Does it really take him that long? (Yes: he's directed hundreds of commercials over the same period, yet took the perceived failure of 1975's Giliap hard enough to pause a quarter-century before making another movie.) Or is it simply that the unclassifiable gimcracks he now records on film take years to create, not unlike someone's backyard Lego-built Disneyland or Popsicle-stick Florentine Duomo?
No matter. Andersson's films are like nothing else in the medium, if anything landing closer to multimedia maxi-minimalist stage avant-gardism like Robert Wilson's vintage stage spectaculars. Albeit with considerably more humor and warmth, like Meredith Monk's work both live and cinematic (1988's Book of Days). But funnier still like Buster Keaton without the character focus and cinematically master-diagrammed à la Jacques Tati. Plus droll yet existentially dour in a particularly Scandinavian way.

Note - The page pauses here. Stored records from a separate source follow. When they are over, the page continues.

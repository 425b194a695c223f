//! Review submission, listing, rating aggregate and helpful votes.

use actix_web::{HttpResponse, get, post, web};
use chrono::{DateTime, Utc};
use serde::{Deserialize, Serialize};
use utoipa::ToSchema;
use uuid::Uuid;

use crate::domain::ports::ReviewSubmission;
use crate::domain::{Error, Review, ReviewRatings};
use crate::inbound::http::ApiResult;
use crate::inbound::http::auth::Authenticated;
use crate::inbound::http::schemas::RatingBody;
use crate::inbound::http::state::HttpState;
use crate::inbound::http::validation::{FieldName, parse_user_id, parse_uuid};

#[derive(Debug, Deserialize, Serialize, ToSchema)]
#[serde(rename_all = "camelCase")]
pub struct ReviewRequest {
    pub booking_id: String,
    #[schema(minimum = 1, maximum = 5)]
    pub overall_rating: i16,
    pub communication_rating: Option<i16>,
    pub knowledge_rating: Option<i16>,
    pub punctuality_rating: Option<i16>,
    pub text: Option<String>,
    #[serde(default = "recommend_by_default")]
    pub would_recommend: bool,
}

const fn recommend_by_default() -> bool {
    true
}

impl TryFrom<ReviewRequest> for ReviewSubmission {
    type Error = Error;

    fn try_from(value: ReviewRequest) -> Result<Self, Self::Error> {
        Ok(Self {
            booking_id: parse_uuid(value.booking_id, FieldName::new("bookingId"))?,
            ratings: ReviewRatings {
                overall: value.overall_rating,
                communication: value.communication_rating,
                knowledge: value.knowledge_rating,
                punctuality: value.punctuality_rating,
            },
            text: value.text,
            would_recommend: value.would_recommend,
        })
    }
}

#[derive(Debug, Serialize, ToSchema)]
#[serde(rename_all = "camelCase")]
pub struct ReviewBody {
    pub id: Uuid,
    pub booking_id: Uuid,
    pub reviewer_id: Uuid,
    pub mentor_id: Uuid,
    pub overall_rating: i16,
    pub communication_rating: Option<i16>,
    pub knowledge_rating: Option<i16>,
    pub punctuality_rating: Option<i16>,
    pub text: String,
    pub would_recommend: bool,
    pub helpful_count: i32,
    pub created_at: DateTime<Utc>,
}

impl From<&Review> for ReviewBody {
    fn from(review: &Review) -> Self {
        Self {
            id: review.id,
            booking_id: review.booking_id,
            reviewer_id: *review.reviewer_id.as_uuid(),
            mentor_id: *review.mentor_id.as_uuid(),
            overall_rating: review.ratings.overall,
            communication_rating: review.ratings.communication,
            knowledge_rating: review.ratings.knowledge,
            punctuality_rating: review.ratings.punctuality,
            text: review.text.clone(),
            would_recommend: review.would_recommend,
            helpful_count: review.helpful_count,
            created_at: review.created_at,
        }
    }
}

#[derive(Debug, Serialize, ToSchema)]
#[serde(rename_all = "camelCase")]
pub struct HelpfulBody {
    pub helpful_count: i32,
}

/// Review a completed session (the booking's learner only).
#[utoipa::path(
    post,
    path = "/api/v1/reviews",
    request_body = ReviewRequest,
    responses(
        (status = 201, description = "Review stored", body = ReviewBody),
        (status = 400, description = "Rating out of range or booking not completed", body = Error),
        (status = 403, description = "Not the booking's learner", body = Error),
        (status = 409, description = "Already reviewed", body = Error)
    ),
    tags = ["reviews"],
    operation_id = "submitReview"
)]
#[post("/reviews")]
pub async fn submit_review(
    state: web::Data<HttpState>,
    caller: Authenticated,
    payload: web::Json<ReviewRequest>,
) -> ApiResult<HttpResponse> {
    let submission = ReviewSubmission::try_from(payload.into_inner())?;
    let review = state.reviews.submit(&caller.actor, submission).await?;
    Ok(HttpResponse::Created().json(ReviewBody::from(&review)))
}

#[utoipa::path(
    get,
    path = "/api/v1/mentors/{id}/reviews",
    params(("id" = String, Path, description = "Mentor identifier")),
    responses((status = 200, description = "Reviews, newest first", body = [ReviewBody])),
    tags = ["reviews"],
    operation_id = "mentorReviews",
    security([])
)]
#[get("/mentors/{id}/reviews")]
pub async fn mentor_reviews(
    state: web::Data<HttpState>,
    path: web::Path<String>,
) -> ApiResult<web::Json<Vec<ReviewBody>>> {
    let mentor_id = parse_user_id(path.into_inner(), FieldName::new("id"))?;
    let reviews = state.reviews.for_mentor(&mentor_id).await?;
    Ok(web::Json(reviews.iter().map(ReviewBody::from).collect()))
}

#[utoipa::path(
    get,
    path = "/api/v1/mentors/{id}/rating",
    params(("id" = String, Path, description = "Mentor identifier")),
    responses((status = 200, description = "Rating aggregate", body = RatingBody)),
    tags = ["reviews"],
    operation_id = "mentorRating",
    security([])
)]
#[get("/mentors/{id}/rating")]
pub async fn mentor_rating(
    state: web::Data<HttpState>,
    path: web::Path<String>,
) -> ApiResult<web::Json<RatingBody>> {
    let mentor_id = parse_user_id(path.into_inner(), FieldName::new("id"))?;
    let rating = state.reviews.rating(&mentor_id).await?;
    Ok(web::Json(RatingBody::from(&rating)))
}

/// Vote a review helpful; each user votes once.
#[utoipa::path(
    post,
    path = "/api/v1/reviews/{id}/helpful",
    params(("id" = String, Path, description = "Review identifier")),
    responses(
        (status = 200, description = "Updated vote count", body = HelpfulBody),
        (status = 400, description = "Own review", body = Error),
        (status = 409, description = "Already voted", body = Error)
    ),
    tags = ["reviews"],
    operation_id = "markReviewHelpful"
)]
#[post("/reviews/{id}/helpful")]
pub async fn mark_helpful(
    state: web::Data<HttpState>,
    caller: Authenticated,
    path: web::Path<String>,
) -> ApiResult<web::Json<HelpfulBody>> {
    let review_id = parse_uuid(path.into_inner(), FieldName::new("id"))?;
    let helpful_count = state.reviews.mark_helpful(&caller.actor, &review_id).await?;
    Ok(web::Json(HelpfulBody { helpful_count }))
}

Which is a long way of explaining You, the Living finally here for a short theatrical run two years after its Cannes debut as a bewildering whatsit of immeasurable invention and delight. (Arguably more-awesome Songs from the Second Floor, from 2000, took even longer before it got one week at the Roxie.)
How can one describe You, the Living? Fifty stationary-camera scenes, preceded by a Goethe quote, arrange mostly nonprofessional actors in tableaux of increasing musicality heavy on Dixieland tuba. Characters and settings do occasionally recur, but there's very little "plot" per se. The highly worked production design (almost entirely studio-bound) is all queasy pastels, with a particular fondness for '70s grandma-sweater-yarn lime.
There is, however, a slyly escautf8g absurdity in which Nordic miserabilism and fantasy apocalypticism somehow jigger a perfect cocktail. The taste is odd, at first then it knocks you pleasurably sideways. There's no easy convincing till you've seen it. Then there's no easy convincing anyone else until you've made them see it. That's worth the effort, though, because they will be so glad, and astonished by your rarefied good taste. (Dennis Harvey)
YOU, THE LIVING opens Fri/25 at the Sundance Kabuki.